6 Myths About Brain

Posted October 25, 2022 by Anusha ‐ 3 min read

The human brain is amazing made of 100 billion neurons that control everything from your movement to your personality. But it’s also often misunderstood.

Myth 1: People have different learning styles.


  • The truth is while teachers may try to structure their classrooms based on students’ learning styles, several studies indicate that there is no difference in how people learn.

  • A study published in Anatomical Sciences Education involved data from hundreds of students who were surveyed to determine what kind of learner they thought they were.

  • Teachers then began to tailor their lessons based on the students’ self-reported learning style. Scientists found that there was no significant improvement in the students’ test scores.

Myth 2: Brain games improve your memory and reasoning skills.


  • The truth is the BBC commissioned a study to investigate this theory by asking more than 8,600 people aged 18 to 60 to play online brain games designed to improve memory and reasoning.

  • The participants played the games for 10 minutes a day, three times a week.

  • The study showed that after six weeks, the test subjects didn’t demonstrate improved cognitive function in tasks for which they did not specifically train in the games.

Myth 3: Your IQ stays the same throughout your life.


  • The truth is research has shown that your IQ can fluctuate while you age, but it’s important to note that testing someone’s intelligence is an imperfect science.

  • Fluid intelligence, or the ability to think quickly and recall information, peaks at the age of 18 and then tapers off as you get older.

  • Conversely, someone’s emotional intelligence can continue to improve until the age of 30.

Myth 4: Alcohol kills brain cells.


  • The truth is moderate alcohol use doesn’t kill brain cells.

  • However, binge drinking or frequent, sustained drinking can damage the ends of neurons, called dendrites.

  • This damage can affect the ability for neurons to convey messages to each other.

  • In addition, people with alcohol addiction can develop a neurological disorder called Wernicke-Korsakoff syndrome, resulting in vision changes, loss of muscle control and impaired memory.

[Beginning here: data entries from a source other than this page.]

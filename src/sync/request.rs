use std::ffi::c_void;
use std::ptr;
use std::sync::Arc;

use super::{Completion, PollBudget};
use crate::context::NativeContext;
use crate::env::{DEBUG_REQUEST_ADAPTER_VAR, DEBUG_REQUEST_DEVICE_VAR};
use crate::ffi::*;
use crate::registry::last::{self, Request};
use crate::registry::{DeviceLostRegistry, MessageBuf};

struct RequestOutcome<H> {
    status: u32,
    handle: *mut H,
    message: MessageBuf,
}

unsafe extern "C" fn on_request<H>(
    status: u32,
    handle: *mut H,
    message: WGPUStringView,
    userdata1: *mut c_void,
    _userdata2: *mut c_void,
) {
    Completion::complete(
        userdata1,
        RequestOutcome {
            status,
            handle,
            message: MessageBuf::from_bytes(message.as_bytes()),
        },
    );
}

/// Records every device loss into the registry passed as `userdata1`.
///
/// The registry reference handed to the native side is never released: the
/// callback may fire at any point until the device is gone.
unsafe extern "C" fn on_device_lost(
    device: *const WGPUDevice,
    reason: u32,
    message: WGPUStringView,
    userdata1: *mut c_void,
    _userdata2: *mut c_void,
) {
    let device = if device.is_null() {
        ptr::null_mut()
    } else {
        *device
    };
    let registry = if userdata1.is_null() {
        NativeContext::global().device_lost().as_ref()
    } else {
        &*(userdata1 as *const DeviceLostRegistry)
    };
    log::debug!(
        "device {:p} lost (reason {reason}): {}",
        device,
        String::from_utf8_lossy(message.as_bytes())
    );
    registry.record(device, reason);
}

unsafe extern "C" fn on_uncaptured_error(
    _device: *const WGPUDevice,
    error_type: u32,
    message: WGPUStringView,
    _userdata1: *mut c_void,
    _userdata2: *mut c_void,
) {
    log::warn!(
        "uncaptured wgpu error (type {error_type}): {}",
        String::from_utf8_lossy(message.as_bytes())
    );
}

impl NativeContext {
    /// Requests an adapter and blocks until the native callback fires.
    ///
    /// The outcome (status and message) is left in the per-thread adapter
    /// slot; on failure the adapter is `None`.
    pub fn request_adapter(
        &self,
        instance: WGPUInstance,
        options: *const WGPURequestAdapterOptions,
    ) -> Option<WGPUAdapter> {
        last::reset_request(Request::Adapter);
        if instance.is_null() {
            return None;
        }
        let request = self
            .procs()
            .instance_request_adapter
            .required(self.resolver());
        let done = Completion::<RequestOutcome<WGPUAdapterImpl>>::new();
        let info = WGPURequestAdapterCallbackInfo::process_events(
            on_request::<WGPUAdapterImpl>,
            done.userdata(),
        );
        unsafe { request(instance, options, info) };
        let outcome = self
            .pump_events(instance, PollBudget::Unbounded, || done.take())
            .ok()?;
        self.finish_request(
            Request::Adapter,
            outcome,
            request_adapter_status::Success,
            DEBUG_REQUEST_ADAPTER_VAR,
        )
    }

    /// Requests a device, filling in device-lost and uncaptured-error
    /// callbacks the caller left empty. `descriptor` is copied, never
    /// modified; `None` requests a default device.
    pub fn request_device(
        &self,
        instance: WGPUInstance,
        adapter: WGPUAdapter,
        descriptor: Option<&WGPUDeviceDescriptor>,
    ) -> Option<WGPUDevice> {
        last::reset_request(Request::Device);
        if instance.is_null() || adapter.is_null() {
            return None;
        }
        let mut descriptor = descriptor.copied().unwrap_or_default();
        self.install_device_callbacks(&mut descriptor);

        let request = self.procs().adapter_request_device.required(self.resolver());
        let done = Completion::<RequestOutcome<WGPUDeviceImpl>>::new();
        let info = WGPURequestDeviceCallbackInfo::process_events(
            on_request::<WGPUDeviceImpl>,
            done.userdata(),
        );
        unsafe { request(adapter, &descriptor, info) };
        let outcome = self
            .pump_events(instance, PollBudget::Unbounded, || done.take())
            .ok()?;
        self.finish_request(
            Request::Device,
            outcome,
            request_device_status::Success,
            DEBUG_REQUEST_DEVICE_VAR,
        )
    }

    /// [`NativeContext::request_device`] with a list of required features.
    pub fn request_device_with_features(
        &self,
        instance: WGPUInstance,
        adapter: WGPUAdapter,
        features: &[WGPUFeatureName],
    ) -> Option<WGPUDevice> {
        let descriptor = WGPUDeviceDescriptor {
            requiredFeatureCount: features.len(),
            requiredFeatures: features.as_ptr(),
            ..WGPUDeviceDescriptor::default()
        };
        self.request_device(instance, adapter, Some(&descriptor))
    }

    fn install_device_callbacks(&self, descriptor: &mut WGPUDeviceDescriptor) {
        let lost = &mut descriptor.deviceLostCallbackInfo;
        if lost.callback.is_none() {
            lost.mode = callback_mode::AllowSpontaneous;
            lost.callback = Some(on_device_lost);
            lost.userdata1 = Arc::into_raw(Arc::clone(self.device_lost())) as *mut c_void;
            lost.userdata2 = ptr::null_mut();
        }
        let uncaptured = &mut descriptor.uncapturedErrorCallbackInfo;
        if uncaptured.callback.is_none() {
            uncaptured.callback = Some(on_uncaptured_error);
            uncaptured.userdata1 = ptr::null_mut();
            uncaptured.userdata2 = ptr::null_mut();
        }
    }

    fn finish_request<H>(
        &self,
        kind: Request,
        outcome: RequestOutcome<H>,
        success: u32,
        debug_var: &str,
    ) -> Option<*mut H> {
        last::set_request(kind, outcome.status, &outcome.message);
        if outcome.status == success && !outcome.handle.is_null() {
            return Some(outcome.handle);
        }
        log::debug!(
            "{kind:?} request failed: status={} message={}",
            outcome.status,
            outcome.message
        );
        if self.env().flag(debug_var) {
            eprintln!(
                "wgpu-mbt: {kind:?} request failed: status={} message={}",
                outcome.status, outcome.message
            );
        }
        None
    }
}
#[repr(C)]
#[derive(Clone, Copy, Debug)]
pub struct WGPUSurfaceConfiguration {
    pub nextInChain: *const WGPUChainedStruct,
    pub device: WGPUDevice,
    pub format: WGPUTextureFormat,
    pub usage: WGPUFlags,
    pub width: u32,
    pub height: u32,
    pub viewFormatCount: usize,
    pub viewFormats: *const WGPUTextureFormat,
    pub alphaMode: WGPUCompositeAlphaMode,
    pub presentMode: WGPUPresentMode,
}

#[repr(C)]
pub struct WGPUSurfaceDescriptor {
    pub nextInChain: *const WGPUChainedStruct,
    pub label: WGPUStringView,
}

#[repr(C)]
pub struct WGPUSurfaceSourceXlibWindow {
    pub chain: WGPUChainedStruct,
    pub display: *mut c_void,
    pub window: u64,
}

#[repr(C)]
pub struct WGPUSurfaceSourceXCBWindow {
    pub chain: WGPUChainedStruct,
    pub connection: *mut c_void,
    pub window: u32,
}

#[repr(C)]
pub struct WGPUSurfaceSourceWaylandSurface {
    pub chain: WGPUChainedStruct,
    pub display: *mut c_void,
    pub surface: *mut c_void,
}

#[repr(C)]
pub struct WGPUSurfaceSourceWindowsHWND {
    pub chain: WGPUChainedStruct,
    pub hinstance: *mut c_void,
    pub hwnd: *mut c_void,
}

#[repr(C)]
pub struct WGPUSurfaceSourceMetalLayer {
    pub chain: WGPUChainedStruct,
    pub layer: *mut c_void,
}

pub type WGPUProc = Option<unsafe extern "C" fn()>;

pub type PFN_wgpuCreateInstance =
    unsafe extern "C" fn(descriptor: *const WGPUInstanceDescriptor) -> WGPUInstance;
pub type PFN_wgpuInstanceProcessEvents = unsafe extern "C" fn(instance: WGPUInstance);
pub type PFN_wgpuInstanceRequestAdapter = unsafe extern "C" fn(
    instance: WGPUInstance,
    options: *const WGPURequestAdapterOptions,
    info: WGPURequestAdapterCallbackInfo,
) -> WGPUFuture;
pub type PFN_wgpuInstanceCreateSurface = unsafe extern "C" fn(
    instance: WGPUInstance,
    descriptor: *const WGPUSurfaceDescriptor,
) -> WGPUSurface;
pub type PFN_wgpuAdapterRequestDevice = unsafe extern "C" fn(
    adapter: WGPUAdapter,
    descriptor: *const WGPUDeviceDescriptor,
    info: WGPURequestDeviceCallbackInfo,
) -> WGPUFuture;
pub type PFN_wgpuQueueOnSubmittedWorkDone =
    unsafe extern "C" fn(queue: WGPUQueue, info: WGPUQueueWorkDoneCallbackInfo) -> WGPUFuture;
pub type PFN_wgpuDeviceCreateComputePipeline = unsafe extern "C" fn(
    device: WGPUDevice,
    descriptor: *const WGPUComputePipelineDescriptor,
) -> WGPUComputePipeline;
pub type PFN_wgpuDeviceCreateRenderPipeline = unsafe extern "C" fn(
    device: WGPUDevice,
    descriptor: *const WGPURenderPipelineDescriptor,
) -> WGPURenderPipeline;
pub type PFN_wgpuDeviceCreateComputePipelineAsync = unsafe extern "C" fn(
    device: WGPUDevice,
    descriptor: *const WGPUComputePipelineDescriptor,
    info: WGPUCreateComputePipelineAsyncCallbackInfo,
) -> WGPUFuture;
pub type PFN_wgpuDeviceCreateRenderPipelineAsync = unsafe extern "C" fn(
    device: WGPUDevice,
    descriptor: *const WGPURenderPipelineDescriptor,
    info: WGPUCreateRenderPipelineAsyncCallbackInfo,
) -> WGPUFuture;
pub type PFN_wgpuShaderModuleGetCompilationInfo = unsafe extern "C" fn(
    module: WGPUShaderModule,
    info: WGPUCompilationInfoCallbackInfo,
) -> WGPUFuture;
pub type PFN_wgpuDevicePushErrorScope = unsafe extern "C" fn(device: WGPUDevice, filter: u32);
pub type PFN_wgpuDevicePopErrorScope =
    unsafe extern "C" fn(device: WGPUDevice, info: WGPUPopErrorScopeCallbackInfo) -> WGPUFuture;
pub type PFN_wgpuDevicePoll = unsafe extern "C" fn(
    device: WGPUDevice,
    wait: WGPUBool,
    submission_index: *const WGPUSubmissionIndex,
) -> WGPUBool;
pub type PFN_wgpuDeviceDestroy = unsafe extern "C" fn(device: WGPUDevice);
pub type PFN_wgpuBufferMapAsync = unsafe extern "C" fn(
    buffer: WGPUBuffer,
    mode: WGPUFlags,
    offset: usize,
    size: usize,
    info: WGPUBufferMapCallbackInfo,
) -> WGPUFuture;
pub type PFN_wgpuBufferGetMappedRange =
    unsafe extern "C" fn(buffer: WGPUBuffer, offset: usize, size: usize) -> *mut c_void;
pub type PFN_wgpuBufferGetConstMappedRange =
    unsafe extern "C" fn(buffer: WGPUBuffer, offset: usize, size: usize) -> *const c_void;
pub type PFN_wgpuBufferUnmap = unsafe extern "C" fn(buffer: WGPUBuffer);
pub type PFN_wgpuGetProcAddress = unsafe extern "C" fn(name: WGPUStringView) -> WGPUProc;
pub type PFN_wgpuAdapterGetLimits =
    unsafe extern "C" fn(adapter: WGPUAdapter, limits: *mut WGPULimits) -> u32;
pub type PFN_wgpuDeviceGetLimits =
    unsafe extern "C" fn(device: WGPUDevice, limits: *mut WGPULimits) -> u32;
pub type PFN_wgpuAdapterGetFeatures =
    unsafe extern "C" fn(adapter: WGPUAdapter, features: *mut WGPUSupportedFeatures);
pub type PFN_wgpuDeviceGetFeatures =
    unsafe extern "C" fn(device: WGPUDevice, features: *mut WGPUSupportedFeatures);
pub type PFN_wgpuSupportedFeaturesFreeMembers =
    unsafe extern "C" fn(features: WGPUSupportedFeatures);
pub type PFN_wgpuSurfaceGetCapabilities = unsafe extern "C" fn(
    surface: WGPUSurface,
    adapter: WGPUAdapter,
    capabilities: *mut WGPUSurfaceCapabilities,
) -> u32;
pub type PFN_wgpuSurfaceCapabilitiesFreeMembers =
    unsafe extern "C" fn(capabilities: WGPUSurfaceCapabilities);
pub type PFN_wgpuSurfaceConfigure =
    unsafe extern "C" fn(surface: WGPUSurface, config: *const WGPUSurfaceConfiguration);
pub type PFN_wgpuSurfaceUnconfigure = unsafe extern "C" fn(surface: WGPUSurface);
pub type PFN_wgpuSurfacePresent = unsafe extern "C" fn(surface: WGPUSurface) -> u32;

Myth 5: Brain size affects intelligence.


  • The truth is intelligence is determined by the number of connections between brain cells, called synapses, not by the size of the brain itself.

  • Fun Fact: An explosion of synapse formation occurs at about week 12 of a pregnancy, during early brain development.

Myth 6: The brain declines as you get older.


  • The truth is though some cognitive functions do decline as you get older, plenty of your mental skills actually improve with age.

  • Vocabulary, comprehension, conflict resolution and emotional regulation are just a few areas in which older brains can perform better than their younger counterparts.